What is needed is the run of lines from the one with "pub struct LocationRef" through the close of the data, set down exactly.

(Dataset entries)
────────────────────

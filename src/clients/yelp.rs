use async_trait::async_trait;
use chrono::{DateTime, Utc};
use reqwest::Client;
use serde::Deserialize;

use crate::models::{LocationRef, Review};
use crate::services::cache::ResourceFetcher;

use super::FetchError;

const YELP_API: &str = "https://api.yelp.com/v3/businesses/search";
const PROVIDER: &str = "yelp";

#[derive(Debug, Deserialize)]
struct SearchResponse {
    businesses: Vec<Business>,
}

#[derive(Debug, Deserialize)]
pub struct Business {
    pub name: String,
    pub image_url: Option<String>,
    pub price: Option<String>,
    #[serde(default)]
    pub rating: f64,
    pub url: String,
}

/// Yelp business search client. The only provider here using bearer-token
/// auth instead of a key in the query string.
#[derive(Clone)]
pub struct YelpClient {
    client: Client,
    api_key: String,
}

impl YelpClient {
    pub fn new(client: Client, api_key: impl Into<String>) -> Self {
        Self {
            client,
            api_key: api_key.into(),
        }
    }

    pub async fn search_businesses(
        &self,
        latitude: f64,
        longitude: f64,
    ) -> Result<Vec<Review>, FetchError> {
        let url = format!("{YELP_API}?latitude={latitude}&longitude={longitude}");

        let response = self
            .client
            .get(&url)
            .header("Authorization", format!("Bearer {}", self.api_key))
            .send()
            .await
            .map_err(|e| FetchError::Transport {
                provider: PROVIDER,
                source: e,
            })?;

        if !response.status().is_success() {
            return Err(FetchError::Status {
                provider: PROVIDER,
                status: response.status().as_u16(),
            });
        }

        let payload: SearchResponse =
            response.json().await.map_err(|e| FetchError::Decode {
                provider: PROVIDER,
                source: e,
            })?;

        let now = Utc::now();
        Ok(payload
            .businesses
            .iter()
            .map(|b| map_business(b, now))
            .collect())
    }
}

fn map_business(business: &Business, now: DateTime<Utc>) -> Review {
    Review {
        name: business.name.clone(),
        image_url: business.image_url.clone(),
        price: business.price.clone(),
        rating: business.rating,
        url: business.url.clone(),
        created_at: now,
    }
}

#[async_trait]
impl ResourceFetcher<Review> for YelpClient {
    async fn fetch(&self, location: &LocationRef) -> Result<Vec<Review>, FetchError> {
        self.search_businesses(location.latitude, location.longitude)
            .await
    }
}
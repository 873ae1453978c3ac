use std::sync::Arc;

use crate::clients::{
    DarkSkyClient, GeocodeClient, HikingProjectClient, MeetupClient, TmdbClient, YelpClient,
};
use crate::config::Config;
use crate::db::Store;
use crate::models::{Forecast, Meetup, Movie, Review, Trail};
use crate::services::cache::ResourceFetcher;
use crate::services::location::LocationFetcher;

/// Build a shared HTTP client with reasonable defaults for API calls.
/// This client should be reused across all provider clients to enable
/// connection pooling and avoid socket exhaustion.
fn build_shared_http_client(timeout_seconds: u64) -> anyhow::Result<reqwest::Client> {
    reqwest::Client::builder()
        .timeout(std::time::Duration::from_secs(timeout_seconds))
        .user_agent("CityScout/1.0")
        .pool_max_idle_per_host(10)
        .build()
        .map_err(|e| anyhow::anyhow!("Failed to build shared HTTP client: {e}"))
}

/// Everything a request handler needs: the store plus one fetcher per
/// resource kind. Fetchers are trait objects so tests can swap the real
/// provider clients for doubles.
pub struct SharedState {
    pub config: Arc<Config>,

    pub store: Store,

    pub geocoder: Arc<dyn LocationFetcher>,

    pub weather: Arc<dyn ResourceFetcher<Forecast>>,

    pub meetups: Arc<dyn ResourceFetcher<Meetup>>,

    pub movies: Arc<dyn ResourceFetcher<Movie>>,

    pub reviews: Arc<dyn ResourceFetcher<Review>>,

    pub trails: Arc<dyn ResourceFetcher<Trail>>,
}

impl SharedState {
    pub async fn new(config: Config) -> anyhow::Result<Self> {
        let store = Store::with_pool_options(
            &config.general.database_path,
            config.general.max_db_connections,
            config.general.min_db_connections,
        )
        .await?;

        let http_client =
            build_shared_http_client(config.providers.request_timeout_seconds.into())?;

        let providers = &config.providers;
        let geocoder = Arc::new(GeocodeClient::new(
            http_client.clone(),
            providers.geocode_key(),
        ));
        let weather = Arc::new(DarkSkyClient::new(
            http_client.clone(),
            providers.weather_key(),
        ));
        let meetups = Arc::new(MeetupClient::new(
            http_client.clone(),
            providers.meetup_key(),
        ));
        let movies = Arc::new(TmdbClient::new(http_client.clone(), providers.movie_key()));
        let reviews = Arc::new(YelpClient::new(http_client.clone(), providers.yelp_key()));
        let trails = Arc::new(HikingProjectClient::new(http_client, providers.trail_key()));

        Ok(Self {
            config: Arc::new(config),
            store,
            geocoder,
            weather,
            meetups,
            movies,
            reviews,
            trails,
        })
    }

    /// Assemble a state from pre-built parts. This is the seam integration
    /// tests use to inject stub fetchers against a real (in-memory) store.
    #[allow(clippy::too_many_arguments)]
    #[must_use]
    pub fn with_fetchers(
        config: Config,
        store: Store,
        geocoder: Arc<dyn LocationFetcher>,
        weather: Arc<dyn ResourceFetcher<Forecast>>,
        meetups: Arc<dyn ResourceFetcher<Meetup>>,
        movies: Arc<dyn ResourceFetcher<Movie>>,
        reviews: Arc<dyn ResourceFetcher<Review>>,
        trails: Arc<dyn ResourceFetcher<Trail>>,
    ) -> Self {
        Self {
            config: Arc::new(config),
            store,
            geocoder,
            weather,
            meetups,
            movies,
            reviews,
            trails,
        }
    }
}
use anyhow::Result;
use sea_orm::{ConnectOptions, ConnectionTrait, Database, DatabaseConnection, Statement};
use std::path::Path;
use std::time::Duration;
use thiserror::Error;
use tracing::info;

pub mod migrator;
pub mod repositories;

/// Failure talking to the backing store. Query, insert and delete errors all
/// land here; the API layer masks them behind an opaque 500.
#[derive(Debug, Error)]
pub enum StoreError {
    #[error("database error: {0}")]
    Db(#[from] sea_orm::DbErr),
}

#[derive(Clone)]
pub struct Store {
    pub conn: DatabaseConnection,
}

impl Store {
    pub async fn new(db_url: &str) -> Result<Self> {
        Self::with_pool_options(db_url, 5, 1).await
    }

    pub async fn with_pool_options(
        db_url: &str,
        max_connections: u32,
        min_connections: u32,
    ) -> Result<Self> {
        use sea_orm_migration::MigratorTrait;

        if !db_url.contains(":memory:") {
            let path_str = db_url.trim_start_matches("sqlite:");
            if let Some(parent) = Path::new(path_str).parent() {
                tokio::fs::create_dir_all(parent).await.ok();
            }
            if !Path::new(path_str).exists() {
                std::fs::File::create(path_str)?;
            }
        }

        let mut opt = ConnectOptions::new(db_url.to_string());
        opt.max_connections(max_connections)
            .min_connections(min_connections)
            .connect_timeout(Duration::from_secs(10))
            .acquire_timeout(Duration::from_secs(10))
            .idle_timeout(Duration::from_secs(300))
            .max_lifetime(Duration::from_secs(600))
            .sqlx_logging(false);

        let conn = Database::connect(opt).await?;

        migrator::Migrator::up(&conn, None).await?;

        info!(
            "Database connected & migrations applied (pool: {}-{})",
            min_connections, max_connections
        );

        Ok(Self { conn })
    }

    pub async fn ping(&self) -> Result<()> {
        let backend = self.conn.get_database_backend();
        self.conn
            .query_one(Statement::from_string(backend, "SELECT 1".to_string()))
            .await?;
        Ok(())
    }
}
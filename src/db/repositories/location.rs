use crate::db::{Store, StoreError};
use crate::entities::{locations, prelude::*};
use crate::models::Location;
use chrono::Utc;
use sea_orm::{ColumnTrait, EntityTrait, QueryFilter, Set};
use tracing::info;

use super::parse_created_at;

fn map_location(m: locations::Model) -> Location {
    Location {
        id: m.id,
        search_query: m.search_query,
        formatted_query: m.formatted_query,
        latitude: m.latitude,
        longitude: m.longitude,
        created_at: parse_created_at(&m.created_at),
    }
}

impl Store {
    /// Look up a location row by the raw search text. Location rows have no
    /// TTL, so age is irrelevant here.
    pub async fn find_location(&self, search_query: &str) -> Result<Option<Location>, StoreError> {
        let row = Locations::find()
            .filter(locations::Column::SearchQuery.eq(search_query))
            .one(&self.conn)
            .await?;

        Ok(row.map(map_location))
    }

    pub async fn insert_location(
        &self,
        search_query: &str,
        formatted_query: &str,
        latitude: f64,
        longitude: f64,
    ) -> Result<Location, StoreError> {
        let created_at = Utc::now();

        let active_model = locations::ActiveModel {
            search_query: Set(search_query.to_string()),
            formatted_query: Set(formatted_query.to_string()),
            latitude: Set(latitude),
            longitude: Set(longitude),
            created_at: Set(created_at.to_rfc3339()),
            ..Default::default()
        };

        let res = Locations::insert(active_model).exec(&self.conn).await?;
        info!("Cached location '{}' as id {}", search_query, res.last_insert_id);

        Ok(Location {
            id: res.last_insert_id,
            search_query: search_query.to_string(),
            formatted_query: formatted_query.to_string(),
            latitude,
            longitude,
            created_at,
        })
    }
}
pub use super::locations::Entity as Locations;
pub use super::meetups::Entity as Meetups;
pub use super::movies::Entity as Movies;
pub use super::reviews::Entity as Reviews;
pub use super::trails::Entity as Trails;
pub use super::weather_forecasts::Entity as WeatherForecasts;
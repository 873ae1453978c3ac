use chrono::{DateTime, Utc};
use serde::{Deserialize, Serialize};

/// A geocoded place as stored in the database.
///
/// Locations are keyed by the raw `search_query` the client sent and are
/// permanently valid once cached: lookups never expire or delete them.
#[derive(Debug, Clone, PartialEq, Serialize, Deserialize)]
pub struct Location {
    pub id: i32,
    pub search_query: String,
    pub formatted_query: String,
    pub latitude: f64,
    pub longitude: f64,
    pub created_at: DateTime<Utc>,
}

/// The subset of a location the resource endpoints need: the cache key plus
/// the geographic parameters handed to provider fetches. This is what the
/// frontend echoes back in the `data` query parameter.
#[derive(Debug, Clone, PartialEq, Serialize, Deserialize)]
pub struct LocationRef {
    pub id: i32,
    pub search_query: String,
    pub latitude: f64,
    pub longitude: f64,
}

impl From<&Location> for LocationRef {
    fn from(location: &Location) -> Self {
        Self {
            id: location.id,
            search_query: location.search_query.clone(),
            latitude: location.latitude,
            longitude: location.longitude,
        }
    }
}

────────────────────

### SOLUTION TO THE EXERCISE
pub struct LocationRef {
    pub id: i32,
    pub search_query: String,
    pub latitude: f64,
    pub longitude: f64,
}

impl From<&Location> for LocationRef {
    fn from(location: &Location) -> Self {
        Self {
            id: location.id,
            search_query: location.search_query.clone(),
            latitude: location.latitude,
            longitude: location.longitude,
        }
    }
}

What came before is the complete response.